(INSTRUCTIONS FOR THE TASK): Your task is to return the line containing "the last refresh" and each line after it through the end of the entries, exactly, with no other lines.

INPUT DATA Start Marker

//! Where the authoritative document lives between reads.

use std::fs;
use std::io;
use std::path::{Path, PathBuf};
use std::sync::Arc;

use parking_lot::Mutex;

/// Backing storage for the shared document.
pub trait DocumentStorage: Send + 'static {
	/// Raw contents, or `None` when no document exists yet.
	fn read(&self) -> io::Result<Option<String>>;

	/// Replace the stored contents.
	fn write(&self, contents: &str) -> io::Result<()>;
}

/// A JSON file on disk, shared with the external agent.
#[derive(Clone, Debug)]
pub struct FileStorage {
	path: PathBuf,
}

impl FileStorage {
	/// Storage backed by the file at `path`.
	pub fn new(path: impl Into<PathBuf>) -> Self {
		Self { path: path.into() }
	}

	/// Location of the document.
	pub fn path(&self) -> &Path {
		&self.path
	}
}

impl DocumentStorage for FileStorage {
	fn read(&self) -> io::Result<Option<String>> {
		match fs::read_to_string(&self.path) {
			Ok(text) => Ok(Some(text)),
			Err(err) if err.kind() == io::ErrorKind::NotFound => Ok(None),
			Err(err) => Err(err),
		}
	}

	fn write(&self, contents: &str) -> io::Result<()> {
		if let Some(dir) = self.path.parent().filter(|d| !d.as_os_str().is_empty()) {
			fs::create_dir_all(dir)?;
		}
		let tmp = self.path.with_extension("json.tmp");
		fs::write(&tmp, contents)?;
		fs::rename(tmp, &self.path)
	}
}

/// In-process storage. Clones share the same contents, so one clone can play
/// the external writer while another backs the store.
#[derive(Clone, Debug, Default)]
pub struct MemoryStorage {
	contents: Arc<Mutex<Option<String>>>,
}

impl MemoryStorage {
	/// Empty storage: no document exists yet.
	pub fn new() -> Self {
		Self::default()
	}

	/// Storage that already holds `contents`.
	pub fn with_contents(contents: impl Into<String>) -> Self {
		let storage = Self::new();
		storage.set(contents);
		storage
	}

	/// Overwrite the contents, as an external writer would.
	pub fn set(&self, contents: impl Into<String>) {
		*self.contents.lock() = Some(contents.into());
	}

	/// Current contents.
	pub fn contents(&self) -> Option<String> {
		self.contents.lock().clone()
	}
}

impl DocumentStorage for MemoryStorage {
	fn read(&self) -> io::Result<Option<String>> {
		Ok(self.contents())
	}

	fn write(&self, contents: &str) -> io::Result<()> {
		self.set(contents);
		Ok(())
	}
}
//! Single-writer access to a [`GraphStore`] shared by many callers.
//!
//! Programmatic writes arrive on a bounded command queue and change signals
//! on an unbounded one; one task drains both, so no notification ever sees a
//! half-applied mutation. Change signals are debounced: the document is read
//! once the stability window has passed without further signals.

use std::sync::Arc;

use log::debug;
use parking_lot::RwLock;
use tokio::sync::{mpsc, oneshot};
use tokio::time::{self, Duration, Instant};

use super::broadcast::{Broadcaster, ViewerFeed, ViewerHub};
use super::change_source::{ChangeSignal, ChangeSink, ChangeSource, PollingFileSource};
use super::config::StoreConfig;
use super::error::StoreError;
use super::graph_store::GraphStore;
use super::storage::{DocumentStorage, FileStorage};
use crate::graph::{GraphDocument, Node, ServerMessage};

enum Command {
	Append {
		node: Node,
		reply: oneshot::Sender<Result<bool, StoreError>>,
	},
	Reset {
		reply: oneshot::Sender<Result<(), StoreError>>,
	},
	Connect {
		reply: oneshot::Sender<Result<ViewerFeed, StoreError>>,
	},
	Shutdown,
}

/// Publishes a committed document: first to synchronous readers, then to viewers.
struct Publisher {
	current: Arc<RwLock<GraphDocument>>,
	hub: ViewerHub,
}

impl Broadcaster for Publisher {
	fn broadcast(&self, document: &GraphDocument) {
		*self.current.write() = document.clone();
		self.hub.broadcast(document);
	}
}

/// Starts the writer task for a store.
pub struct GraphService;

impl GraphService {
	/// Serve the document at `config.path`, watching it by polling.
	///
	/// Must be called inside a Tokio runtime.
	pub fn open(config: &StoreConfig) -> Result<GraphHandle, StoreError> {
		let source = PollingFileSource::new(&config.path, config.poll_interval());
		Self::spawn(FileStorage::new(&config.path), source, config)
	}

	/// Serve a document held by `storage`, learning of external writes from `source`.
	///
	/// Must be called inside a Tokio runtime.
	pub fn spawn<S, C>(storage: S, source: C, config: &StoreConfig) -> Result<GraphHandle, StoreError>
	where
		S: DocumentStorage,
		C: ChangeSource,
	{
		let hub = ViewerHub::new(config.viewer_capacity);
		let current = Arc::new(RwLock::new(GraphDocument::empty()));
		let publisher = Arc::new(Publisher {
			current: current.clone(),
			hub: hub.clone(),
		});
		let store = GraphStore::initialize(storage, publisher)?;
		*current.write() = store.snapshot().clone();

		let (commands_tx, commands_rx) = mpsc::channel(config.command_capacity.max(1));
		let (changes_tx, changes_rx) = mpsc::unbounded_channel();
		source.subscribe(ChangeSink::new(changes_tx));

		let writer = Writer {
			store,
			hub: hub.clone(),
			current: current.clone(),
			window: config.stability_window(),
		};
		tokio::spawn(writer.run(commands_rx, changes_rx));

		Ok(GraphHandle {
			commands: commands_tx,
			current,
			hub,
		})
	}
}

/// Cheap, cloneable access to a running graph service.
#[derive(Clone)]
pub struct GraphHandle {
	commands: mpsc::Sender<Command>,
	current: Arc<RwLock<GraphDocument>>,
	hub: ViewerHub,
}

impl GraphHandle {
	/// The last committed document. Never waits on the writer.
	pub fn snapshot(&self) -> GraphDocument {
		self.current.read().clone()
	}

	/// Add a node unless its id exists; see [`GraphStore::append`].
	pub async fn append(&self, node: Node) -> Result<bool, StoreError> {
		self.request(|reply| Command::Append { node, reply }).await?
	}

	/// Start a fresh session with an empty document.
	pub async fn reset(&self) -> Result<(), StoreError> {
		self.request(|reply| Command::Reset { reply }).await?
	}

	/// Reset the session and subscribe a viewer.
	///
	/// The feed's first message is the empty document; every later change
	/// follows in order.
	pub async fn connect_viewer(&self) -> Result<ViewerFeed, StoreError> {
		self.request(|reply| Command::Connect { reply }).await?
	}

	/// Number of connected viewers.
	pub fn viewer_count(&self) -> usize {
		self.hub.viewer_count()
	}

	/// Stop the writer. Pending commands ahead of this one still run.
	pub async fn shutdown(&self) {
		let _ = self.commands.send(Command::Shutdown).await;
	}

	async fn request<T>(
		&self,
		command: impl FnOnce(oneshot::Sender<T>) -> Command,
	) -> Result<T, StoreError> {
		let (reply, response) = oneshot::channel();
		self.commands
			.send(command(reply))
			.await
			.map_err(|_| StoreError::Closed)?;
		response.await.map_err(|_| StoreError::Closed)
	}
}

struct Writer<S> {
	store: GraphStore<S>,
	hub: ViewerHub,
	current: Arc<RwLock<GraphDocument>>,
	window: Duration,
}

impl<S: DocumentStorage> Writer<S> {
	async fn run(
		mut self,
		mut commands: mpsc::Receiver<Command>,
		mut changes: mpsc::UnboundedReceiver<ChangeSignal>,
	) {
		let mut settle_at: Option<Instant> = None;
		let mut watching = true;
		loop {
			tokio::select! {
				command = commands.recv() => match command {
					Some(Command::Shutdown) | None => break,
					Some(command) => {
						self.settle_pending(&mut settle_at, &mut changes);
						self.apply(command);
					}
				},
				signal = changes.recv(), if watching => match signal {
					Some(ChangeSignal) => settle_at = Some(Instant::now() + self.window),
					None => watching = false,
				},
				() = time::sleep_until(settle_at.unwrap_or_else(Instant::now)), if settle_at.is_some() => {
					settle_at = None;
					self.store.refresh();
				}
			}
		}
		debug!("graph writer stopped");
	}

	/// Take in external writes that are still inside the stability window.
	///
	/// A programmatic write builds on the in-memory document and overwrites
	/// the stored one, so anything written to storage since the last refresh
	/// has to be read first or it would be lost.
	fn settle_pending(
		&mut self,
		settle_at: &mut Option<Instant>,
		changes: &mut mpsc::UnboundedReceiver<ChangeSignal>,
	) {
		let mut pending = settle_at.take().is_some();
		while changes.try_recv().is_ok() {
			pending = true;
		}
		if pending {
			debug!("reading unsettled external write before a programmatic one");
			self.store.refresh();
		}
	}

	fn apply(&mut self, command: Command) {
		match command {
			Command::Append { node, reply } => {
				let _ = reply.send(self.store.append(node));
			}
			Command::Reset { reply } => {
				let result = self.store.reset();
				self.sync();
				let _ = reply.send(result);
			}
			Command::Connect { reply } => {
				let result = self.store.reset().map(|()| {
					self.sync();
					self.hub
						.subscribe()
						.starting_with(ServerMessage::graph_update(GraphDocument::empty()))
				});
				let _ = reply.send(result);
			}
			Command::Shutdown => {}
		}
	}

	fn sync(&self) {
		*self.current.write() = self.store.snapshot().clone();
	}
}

INPUT DATA End Marker

(YOUR RESPONSE):
	/// the stored one, so anything written to storage since the last refresh
	/// has to be read first or it would be lost.
	fn settle_pending(
		&mut self,
		settle_at: &mut Option<Instant>,
		changes: &mut mpsc::UnboundedReceiver<ChangeSignal>,
	) {
		let mut pending = settle_at.take().is_some();
		while changes.try_recv().is_ok() {
			pending = true;
		}
		if pending {
			debug!("reading unsettled external write before a programmatic one");
			self.store.refresh();
		}
	}

	fn apply(&mut self, command: Command) {
		match command {
			Command::Append { node, reply } => {
				let _ = reply.send(self.store.append(node));
			}
			Command::Reset { reply } => {
				let result = self.store.reset();
				self.sync();
				let _ = reply.send(result);
			}
			Command::Connect { reply } => {
				let result = self.store.reset().map(|()| {
					self.sync();
					self.hub
						.subscribe()
						.starting_with(ServerMessage::graph_update(GraphDocument::empty()))
				});
				let _ = reply.send(result);
			}
			Command::Shutdown => {}
		}
	}

	fn sync(&self) {
		*self.current.write() = self.store.snapshot().clone();
	}
}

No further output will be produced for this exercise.